▸ Task objective:
Scan the data below. Pull out each line where "SolverOutput" occurs.

Provided data START

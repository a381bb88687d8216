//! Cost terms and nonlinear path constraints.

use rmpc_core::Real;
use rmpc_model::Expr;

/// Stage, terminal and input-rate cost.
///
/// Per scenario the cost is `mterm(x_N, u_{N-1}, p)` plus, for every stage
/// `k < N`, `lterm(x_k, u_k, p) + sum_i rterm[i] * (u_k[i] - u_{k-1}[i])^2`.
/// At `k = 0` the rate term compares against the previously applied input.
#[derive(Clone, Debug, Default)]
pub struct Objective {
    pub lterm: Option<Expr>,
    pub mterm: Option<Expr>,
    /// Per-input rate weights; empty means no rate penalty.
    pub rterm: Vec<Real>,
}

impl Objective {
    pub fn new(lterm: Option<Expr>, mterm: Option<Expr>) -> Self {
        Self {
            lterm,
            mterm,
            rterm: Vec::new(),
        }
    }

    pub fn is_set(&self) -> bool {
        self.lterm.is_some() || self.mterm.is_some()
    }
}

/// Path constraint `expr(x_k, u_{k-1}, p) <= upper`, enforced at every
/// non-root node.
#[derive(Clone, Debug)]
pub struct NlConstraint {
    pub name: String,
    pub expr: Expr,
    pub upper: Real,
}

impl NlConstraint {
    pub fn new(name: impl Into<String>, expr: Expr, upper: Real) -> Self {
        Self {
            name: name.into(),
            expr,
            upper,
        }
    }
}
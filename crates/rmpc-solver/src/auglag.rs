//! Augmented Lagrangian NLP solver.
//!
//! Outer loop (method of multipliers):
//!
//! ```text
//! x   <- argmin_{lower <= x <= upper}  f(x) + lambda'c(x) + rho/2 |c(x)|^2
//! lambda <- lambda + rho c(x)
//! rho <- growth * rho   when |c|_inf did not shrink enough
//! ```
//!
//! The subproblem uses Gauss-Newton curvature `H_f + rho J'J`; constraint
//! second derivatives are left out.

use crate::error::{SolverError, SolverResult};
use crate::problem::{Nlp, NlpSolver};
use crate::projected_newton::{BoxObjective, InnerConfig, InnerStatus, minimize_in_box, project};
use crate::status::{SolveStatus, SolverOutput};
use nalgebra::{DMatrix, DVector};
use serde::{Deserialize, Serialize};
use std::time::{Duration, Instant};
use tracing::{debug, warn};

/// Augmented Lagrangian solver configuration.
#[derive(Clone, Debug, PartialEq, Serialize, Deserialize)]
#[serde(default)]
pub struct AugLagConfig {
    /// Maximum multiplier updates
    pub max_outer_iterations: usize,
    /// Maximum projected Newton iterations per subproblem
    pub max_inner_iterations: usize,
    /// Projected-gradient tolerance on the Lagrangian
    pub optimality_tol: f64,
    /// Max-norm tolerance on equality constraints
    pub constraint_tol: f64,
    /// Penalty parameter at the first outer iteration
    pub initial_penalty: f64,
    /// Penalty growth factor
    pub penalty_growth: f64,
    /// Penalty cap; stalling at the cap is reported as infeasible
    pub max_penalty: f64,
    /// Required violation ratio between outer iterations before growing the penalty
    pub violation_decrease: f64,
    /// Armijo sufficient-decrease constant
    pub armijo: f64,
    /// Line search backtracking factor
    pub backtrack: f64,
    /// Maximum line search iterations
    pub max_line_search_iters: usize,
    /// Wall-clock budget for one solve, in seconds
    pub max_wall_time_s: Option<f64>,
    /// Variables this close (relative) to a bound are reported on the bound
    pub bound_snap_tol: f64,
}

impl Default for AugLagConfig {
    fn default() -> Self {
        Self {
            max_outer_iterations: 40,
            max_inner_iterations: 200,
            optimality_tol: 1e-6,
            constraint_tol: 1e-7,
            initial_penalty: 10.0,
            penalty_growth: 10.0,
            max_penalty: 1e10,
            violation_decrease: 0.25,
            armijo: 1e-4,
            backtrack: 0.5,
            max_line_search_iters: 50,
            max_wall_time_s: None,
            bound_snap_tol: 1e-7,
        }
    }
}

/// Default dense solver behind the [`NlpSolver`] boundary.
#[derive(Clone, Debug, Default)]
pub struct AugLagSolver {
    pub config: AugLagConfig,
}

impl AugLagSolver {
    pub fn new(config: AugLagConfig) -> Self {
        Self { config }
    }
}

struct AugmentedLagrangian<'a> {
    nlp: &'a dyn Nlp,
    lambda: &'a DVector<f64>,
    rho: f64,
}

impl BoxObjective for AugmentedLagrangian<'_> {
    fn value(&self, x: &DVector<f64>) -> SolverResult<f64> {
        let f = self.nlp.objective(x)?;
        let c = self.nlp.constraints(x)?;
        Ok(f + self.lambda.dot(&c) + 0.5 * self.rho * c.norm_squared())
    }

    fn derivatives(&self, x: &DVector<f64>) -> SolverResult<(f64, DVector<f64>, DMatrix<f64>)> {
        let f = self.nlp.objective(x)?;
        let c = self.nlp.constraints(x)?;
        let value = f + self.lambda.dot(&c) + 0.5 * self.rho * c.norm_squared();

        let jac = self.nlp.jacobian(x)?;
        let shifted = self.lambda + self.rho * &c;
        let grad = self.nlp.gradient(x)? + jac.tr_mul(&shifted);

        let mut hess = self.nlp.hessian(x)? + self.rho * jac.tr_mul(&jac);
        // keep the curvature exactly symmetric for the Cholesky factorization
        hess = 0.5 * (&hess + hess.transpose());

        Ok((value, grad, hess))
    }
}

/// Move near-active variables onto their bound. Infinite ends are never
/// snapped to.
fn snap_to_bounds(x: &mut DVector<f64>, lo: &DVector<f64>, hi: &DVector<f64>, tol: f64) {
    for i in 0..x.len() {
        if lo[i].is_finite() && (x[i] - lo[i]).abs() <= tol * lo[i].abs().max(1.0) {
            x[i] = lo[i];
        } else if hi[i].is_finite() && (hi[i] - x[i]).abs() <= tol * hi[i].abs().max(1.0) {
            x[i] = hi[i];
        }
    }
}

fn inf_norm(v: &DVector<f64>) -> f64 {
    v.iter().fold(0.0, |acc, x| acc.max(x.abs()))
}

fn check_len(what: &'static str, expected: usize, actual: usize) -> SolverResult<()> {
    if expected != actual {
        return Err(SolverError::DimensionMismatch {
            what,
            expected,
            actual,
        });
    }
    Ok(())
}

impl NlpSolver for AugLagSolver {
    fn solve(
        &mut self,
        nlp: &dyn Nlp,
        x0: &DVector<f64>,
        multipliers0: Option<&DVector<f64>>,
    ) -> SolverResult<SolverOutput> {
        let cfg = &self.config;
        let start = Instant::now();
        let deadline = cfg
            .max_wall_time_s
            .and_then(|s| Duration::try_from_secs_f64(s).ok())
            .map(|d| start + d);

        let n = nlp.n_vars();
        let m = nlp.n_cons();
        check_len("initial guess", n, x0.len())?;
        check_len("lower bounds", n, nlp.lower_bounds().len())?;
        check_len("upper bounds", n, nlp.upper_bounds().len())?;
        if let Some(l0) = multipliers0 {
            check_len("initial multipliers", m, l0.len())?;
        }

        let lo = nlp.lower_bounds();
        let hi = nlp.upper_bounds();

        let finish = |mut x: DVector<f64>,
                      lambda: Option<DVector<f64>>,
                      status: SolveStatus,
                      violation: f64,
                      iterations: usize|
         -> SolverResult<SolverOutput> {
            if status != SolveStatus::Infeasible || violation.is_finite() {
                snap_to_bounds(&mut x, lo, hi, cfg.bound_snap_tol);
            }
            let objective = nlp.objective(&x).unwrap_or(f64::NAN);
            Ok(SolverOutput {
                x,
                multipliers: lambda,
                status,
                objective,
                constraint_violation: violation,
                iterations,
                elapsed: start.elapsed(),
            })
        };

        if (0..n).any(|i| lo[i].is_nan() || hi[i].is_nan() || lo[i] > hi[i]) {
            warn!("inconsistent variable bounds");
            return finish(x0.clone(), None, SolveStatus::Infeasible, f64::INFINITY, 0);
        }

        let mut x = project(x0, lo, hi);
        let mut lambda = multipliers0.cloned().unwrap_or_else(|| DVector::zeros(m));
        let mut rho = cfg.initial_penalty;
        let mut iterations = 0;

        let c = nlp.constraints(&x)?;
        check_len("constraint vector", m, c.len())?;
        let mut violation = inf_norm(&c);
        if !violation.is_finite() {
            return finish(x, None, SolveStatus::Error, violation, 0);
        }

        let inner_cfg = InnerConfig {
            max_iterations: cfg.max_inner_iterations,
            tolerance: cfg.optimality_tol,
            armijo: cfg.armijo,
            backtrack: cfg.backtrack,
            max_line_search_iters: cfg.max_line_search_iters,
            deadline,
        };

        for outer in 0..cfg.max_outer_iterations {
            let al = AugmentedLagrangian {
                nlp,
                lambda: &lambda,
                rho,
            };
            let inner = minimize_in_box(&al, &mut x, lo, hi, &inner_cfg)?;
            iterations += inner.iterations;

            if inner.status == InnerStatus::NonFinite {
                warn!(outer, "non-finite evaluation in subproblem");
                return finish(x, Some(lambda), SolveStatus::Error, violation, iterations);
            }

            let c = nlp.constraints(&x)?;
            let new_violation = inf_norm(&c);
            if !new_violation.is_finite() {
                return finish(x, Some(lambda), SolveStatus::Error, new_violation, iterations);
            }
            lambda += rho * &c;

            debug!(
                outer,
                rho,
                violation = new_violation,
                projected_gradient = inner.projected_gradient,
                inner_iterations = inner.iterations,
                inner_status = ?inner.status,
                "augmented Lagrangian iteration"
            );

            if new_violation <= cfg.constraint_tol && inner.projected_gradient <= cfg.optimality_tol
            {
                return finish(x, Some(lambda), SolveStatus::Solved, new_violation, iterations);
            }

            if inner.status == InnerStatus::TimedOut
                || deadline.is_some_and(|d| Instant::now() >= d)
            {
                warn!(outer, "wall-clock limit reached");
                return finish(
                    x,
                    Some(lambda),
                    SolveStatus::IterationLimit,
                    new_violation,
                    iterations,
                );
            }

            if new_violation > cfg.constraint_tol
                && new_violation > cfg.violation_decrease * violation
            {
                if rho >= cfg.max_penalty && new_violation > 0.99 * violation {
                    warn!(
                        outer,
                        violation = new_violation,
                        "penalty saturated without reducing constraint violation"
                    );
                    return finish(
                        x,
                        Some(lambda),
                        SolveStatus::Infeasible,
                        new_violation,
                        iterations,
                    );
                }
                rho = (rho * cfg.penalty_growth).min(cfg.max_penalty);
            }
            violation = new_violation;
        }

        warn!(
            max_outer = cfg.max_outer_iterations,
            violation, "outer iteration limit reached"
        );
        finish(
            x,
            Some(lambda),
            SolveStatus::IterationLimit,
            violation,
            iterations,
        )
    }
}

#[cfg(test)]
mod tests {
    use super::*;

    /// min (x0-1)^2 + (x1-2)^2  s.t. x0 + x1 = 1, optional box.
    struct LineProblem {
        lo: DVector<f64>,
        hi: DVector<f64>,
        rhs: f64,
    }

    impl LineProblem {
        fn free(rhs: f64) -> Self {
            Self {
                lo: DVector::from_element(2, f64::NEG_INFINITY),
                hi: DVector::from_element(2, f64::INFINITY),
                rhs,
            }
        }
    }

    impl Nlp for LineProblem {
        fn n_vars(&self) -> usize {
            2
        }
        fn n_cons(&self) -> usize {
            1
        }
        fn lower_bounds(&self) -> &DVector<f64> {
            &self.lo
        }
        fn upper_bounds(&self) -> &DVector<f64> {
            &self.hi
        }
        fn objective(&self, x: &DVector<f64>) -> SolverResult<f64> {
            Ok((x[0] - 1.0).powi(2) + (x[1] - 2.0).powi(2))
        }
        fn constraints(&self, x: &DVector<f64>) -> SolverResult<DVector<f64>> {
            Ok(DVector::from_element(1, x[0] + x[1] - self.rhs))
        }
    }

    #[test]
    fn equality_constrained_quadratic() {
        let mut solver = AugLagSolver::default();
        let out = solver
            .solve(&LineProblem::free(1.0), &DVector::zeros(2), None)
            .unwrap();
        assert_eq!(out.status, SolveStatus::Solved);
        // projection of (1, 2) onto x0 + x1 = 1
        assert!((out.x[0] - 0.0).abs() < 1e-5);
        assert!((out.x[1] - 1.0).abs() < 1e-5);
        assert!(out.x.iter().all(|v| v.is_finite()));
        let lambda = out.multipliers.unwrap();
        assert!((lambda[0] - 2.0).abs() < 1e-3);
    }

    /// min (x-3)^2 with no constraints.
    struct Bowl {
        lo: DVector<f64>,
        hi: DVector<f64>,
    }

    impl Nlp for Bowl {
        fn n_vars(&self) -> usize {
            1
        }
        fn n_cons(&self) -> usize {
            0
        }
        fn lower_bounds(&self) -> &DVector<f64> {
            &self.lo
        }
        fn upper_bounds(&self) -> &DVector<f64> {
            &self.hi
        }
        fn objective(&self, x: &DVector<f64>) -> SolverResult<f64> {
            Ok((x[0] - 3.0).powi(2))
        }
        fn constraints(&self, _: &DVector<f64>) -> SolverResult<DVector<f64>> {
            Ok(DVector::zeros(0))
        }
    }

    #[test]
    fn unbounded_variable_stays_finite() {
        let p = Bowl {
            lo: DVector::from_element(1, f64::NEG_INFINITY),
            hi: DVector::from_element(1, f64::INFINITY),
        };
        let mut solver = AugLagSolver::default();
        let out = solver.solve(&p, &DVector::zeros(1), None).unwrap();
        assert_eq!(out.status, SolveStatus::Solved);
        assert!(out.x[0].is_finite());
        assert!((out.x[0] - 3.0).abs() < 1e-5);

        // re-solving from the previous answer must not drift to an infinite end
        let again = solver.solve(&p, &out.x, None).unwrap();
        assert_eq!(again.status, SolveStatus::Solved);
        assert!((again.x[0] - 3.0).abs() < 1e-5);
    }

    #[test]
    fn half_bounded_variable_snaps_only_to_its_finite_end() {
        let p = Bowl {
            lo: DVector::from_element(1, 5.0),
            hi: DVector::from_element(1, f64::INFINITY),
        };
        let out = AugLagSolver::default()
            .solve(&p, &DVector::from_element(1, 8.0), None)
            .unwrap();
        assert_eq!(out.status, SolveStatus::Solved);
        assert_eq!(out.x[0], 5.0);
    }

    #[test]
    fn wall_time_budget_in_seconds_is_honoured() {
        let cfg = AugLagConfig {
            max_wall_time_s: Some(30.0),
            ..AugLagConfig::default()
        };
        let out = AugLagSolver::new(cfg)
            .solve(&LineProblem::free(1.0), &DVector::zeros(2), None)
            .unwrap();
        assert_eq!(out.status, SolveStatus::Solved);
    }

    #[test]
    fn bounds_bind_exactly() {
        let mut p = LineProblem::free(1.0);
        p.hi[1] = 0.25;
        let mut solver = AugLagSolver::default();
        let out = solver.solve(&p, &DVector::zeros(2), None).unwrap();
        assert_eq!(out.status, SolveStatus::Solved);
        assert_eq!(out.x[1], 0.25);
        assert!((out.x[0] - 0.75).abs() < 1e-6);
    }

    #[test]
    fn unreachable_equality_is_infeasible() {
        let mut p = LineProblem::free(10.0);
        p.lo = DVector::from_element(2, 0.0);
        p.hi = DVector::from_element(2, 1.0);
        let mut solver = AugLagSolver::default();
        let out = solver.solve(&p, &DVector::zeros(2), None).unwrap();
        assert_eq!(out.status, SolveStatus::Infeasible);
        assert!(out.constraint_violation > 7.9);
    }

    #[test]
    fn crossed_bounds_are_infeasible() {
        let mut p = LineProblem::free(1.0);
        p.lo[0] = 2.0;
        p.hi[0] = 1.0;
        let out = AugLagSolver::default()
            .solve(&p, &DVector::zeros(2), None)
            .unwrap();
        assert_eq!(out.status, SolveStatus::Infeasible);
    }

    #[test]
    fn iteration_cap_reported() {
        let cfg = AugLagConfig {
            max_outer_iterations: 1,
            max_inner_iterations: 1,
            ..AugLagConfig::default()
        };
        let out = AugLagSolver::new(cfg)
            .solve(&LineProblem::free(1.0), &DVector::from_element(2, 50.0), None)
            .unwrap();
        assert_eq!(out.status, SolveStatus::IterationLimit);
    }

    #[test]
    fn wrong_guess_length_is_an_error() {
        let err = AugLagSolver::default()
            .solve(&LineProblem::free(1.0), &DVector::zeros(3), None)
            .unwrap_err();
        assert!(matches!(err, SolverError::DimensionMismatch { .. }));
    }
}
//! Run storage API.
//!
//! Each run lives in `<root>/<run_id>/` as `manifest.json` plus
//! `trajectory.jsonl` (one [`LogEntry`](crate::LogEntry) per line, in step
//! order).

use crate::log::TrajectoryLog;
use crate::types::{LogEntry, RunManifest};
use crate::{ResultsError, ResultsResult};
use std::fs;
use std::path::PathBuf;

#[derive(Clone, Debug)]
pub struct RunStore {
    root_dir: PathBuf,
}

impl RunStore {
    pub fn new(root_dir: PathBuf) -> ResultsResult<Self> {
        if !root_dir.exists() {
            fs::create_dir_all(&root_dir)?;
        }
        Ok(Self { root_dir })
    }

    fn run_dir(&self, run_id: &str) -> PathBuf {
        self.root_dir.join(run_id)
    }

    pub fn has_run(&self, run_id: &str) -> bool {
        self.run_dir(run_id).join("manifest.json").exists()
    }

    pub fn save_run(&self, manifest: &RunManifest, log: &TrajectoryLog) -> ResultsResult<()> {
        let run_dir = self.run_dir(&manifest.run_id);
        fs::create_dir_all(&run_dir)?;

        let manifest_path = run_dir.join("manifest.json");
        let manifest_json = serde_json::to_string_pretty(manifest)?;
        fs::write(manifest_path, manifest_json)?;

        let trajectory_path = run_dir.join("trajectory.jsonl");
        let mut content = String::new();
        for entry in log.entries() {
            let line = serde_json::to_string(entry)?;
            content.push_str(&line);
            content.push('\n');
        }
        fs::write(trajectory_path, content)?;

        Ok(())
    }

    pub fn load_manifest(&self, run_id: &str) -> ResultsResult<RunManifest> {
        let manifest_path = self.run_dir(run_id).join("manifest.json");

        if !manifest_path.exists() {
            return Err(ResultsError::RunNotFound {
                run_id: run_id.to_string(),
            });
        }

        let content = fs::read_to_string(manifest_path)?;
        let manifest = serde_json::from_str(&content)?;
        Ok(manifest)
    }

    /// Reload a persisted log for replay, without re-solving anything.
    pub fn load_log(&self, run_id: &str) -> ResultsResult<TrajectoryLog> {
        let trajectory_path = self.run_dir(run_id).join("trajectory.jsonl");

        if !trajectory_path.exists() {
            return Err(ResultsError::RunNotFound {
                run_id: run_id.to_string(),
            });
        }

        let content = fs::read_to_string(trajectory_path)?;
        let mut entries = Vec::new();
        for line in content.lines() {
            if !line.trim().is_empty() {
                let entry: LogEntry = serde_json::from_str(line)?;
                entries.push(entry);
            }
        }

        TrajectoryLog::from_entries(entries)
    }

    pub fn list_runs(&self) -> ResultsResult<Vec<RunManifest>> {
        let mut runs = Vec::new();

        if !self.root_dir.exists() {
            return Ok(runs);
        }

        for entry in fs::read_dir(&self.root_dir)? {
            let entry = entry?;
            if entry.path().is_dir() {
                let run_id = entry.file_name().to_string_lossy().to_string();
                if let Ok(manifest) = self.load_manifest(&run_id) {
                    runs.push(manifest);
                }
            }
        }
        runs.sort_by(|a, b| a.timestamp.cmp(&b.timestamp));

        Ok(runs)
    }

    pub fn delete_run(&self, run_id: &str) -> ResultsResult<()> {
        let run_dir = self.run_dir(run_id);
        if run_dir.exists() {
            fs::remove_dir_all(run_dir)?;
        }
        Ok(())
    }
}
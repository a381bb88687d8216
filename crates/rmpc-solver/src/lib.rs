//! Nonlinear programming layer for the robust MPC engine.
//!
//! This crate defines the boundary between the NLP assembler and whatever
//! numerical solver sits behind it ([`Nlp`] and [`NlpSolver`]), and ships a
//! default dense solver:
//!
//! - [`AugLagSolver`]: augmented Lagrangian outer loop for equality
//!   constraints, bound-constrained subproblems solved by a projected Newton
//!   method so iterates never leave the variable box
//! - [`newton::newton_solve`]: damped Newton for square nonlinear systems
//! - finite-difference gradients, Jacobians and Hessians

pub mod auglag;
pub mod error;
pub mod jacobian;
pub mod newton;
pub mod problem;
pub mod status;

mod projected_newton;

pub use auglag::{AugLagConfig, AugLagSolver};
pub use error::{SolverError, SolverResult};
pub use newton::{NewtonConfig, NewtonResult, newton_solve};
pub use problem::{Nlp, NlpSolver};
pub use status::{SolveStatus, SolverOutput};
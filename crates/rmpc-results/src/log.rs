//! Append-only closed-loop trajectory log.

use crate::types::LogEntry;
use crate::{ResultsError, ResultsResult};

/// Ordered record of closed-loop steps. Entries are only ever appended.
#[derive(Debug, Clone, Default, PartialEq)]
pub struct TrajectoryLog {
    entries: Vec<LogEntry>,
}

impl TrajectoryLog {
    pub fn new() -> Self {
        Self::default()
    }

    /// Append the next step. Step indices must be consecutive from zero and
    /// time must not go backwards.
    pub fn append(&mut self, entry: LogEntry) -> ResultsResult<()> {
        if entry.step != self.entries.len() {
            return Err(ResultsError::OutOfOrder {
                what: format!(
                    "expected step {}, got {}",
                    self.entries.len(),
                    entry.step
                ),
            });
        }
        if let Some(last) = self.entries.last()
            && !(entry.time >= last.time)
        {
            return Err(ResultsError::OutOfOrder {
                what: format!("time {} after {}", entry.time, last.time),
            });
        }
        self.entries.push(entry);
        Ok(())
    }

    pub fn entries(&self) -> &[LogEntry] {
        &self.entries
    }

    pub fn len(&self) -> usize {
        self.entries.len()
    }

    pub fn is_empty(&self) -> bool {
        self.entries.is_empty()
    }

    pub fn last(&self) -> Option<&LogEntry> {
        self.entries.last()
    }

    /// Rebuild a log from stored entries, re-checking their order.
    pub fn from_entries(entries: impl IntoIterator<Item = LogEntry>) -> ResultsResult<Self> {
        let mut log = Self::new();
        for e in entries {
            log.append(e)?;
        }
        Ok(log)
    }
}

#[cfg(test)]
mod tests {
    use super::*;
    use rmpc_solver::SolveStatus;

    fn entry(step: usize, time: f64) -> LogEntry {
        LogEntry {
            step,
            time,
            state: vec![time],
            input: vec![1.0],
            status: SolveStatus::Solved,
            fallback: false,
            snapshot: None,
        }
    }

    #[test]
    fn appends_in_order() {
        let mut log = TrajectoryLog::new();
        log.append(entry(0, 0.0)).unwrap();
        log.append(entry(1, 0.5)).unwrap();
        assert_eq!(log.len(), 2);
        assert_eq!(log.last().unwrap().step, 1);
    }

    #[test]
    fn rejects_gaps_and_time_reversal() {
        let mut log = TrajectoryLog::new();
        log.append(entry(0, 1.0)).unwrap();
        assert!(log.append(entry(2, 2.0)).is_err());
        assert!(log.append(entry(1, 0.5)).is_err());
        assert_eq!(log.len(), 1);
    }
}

Provided data END

▸ Response area:
use crate::status::{SolveStatus, SolverOutput};
    ) -> SolverResult<SolverOutput> {
         -> SolverResult<SolverOutput> {
            Ok(SolverOutput {
pub use status::{SolveStatus, SolverOutput};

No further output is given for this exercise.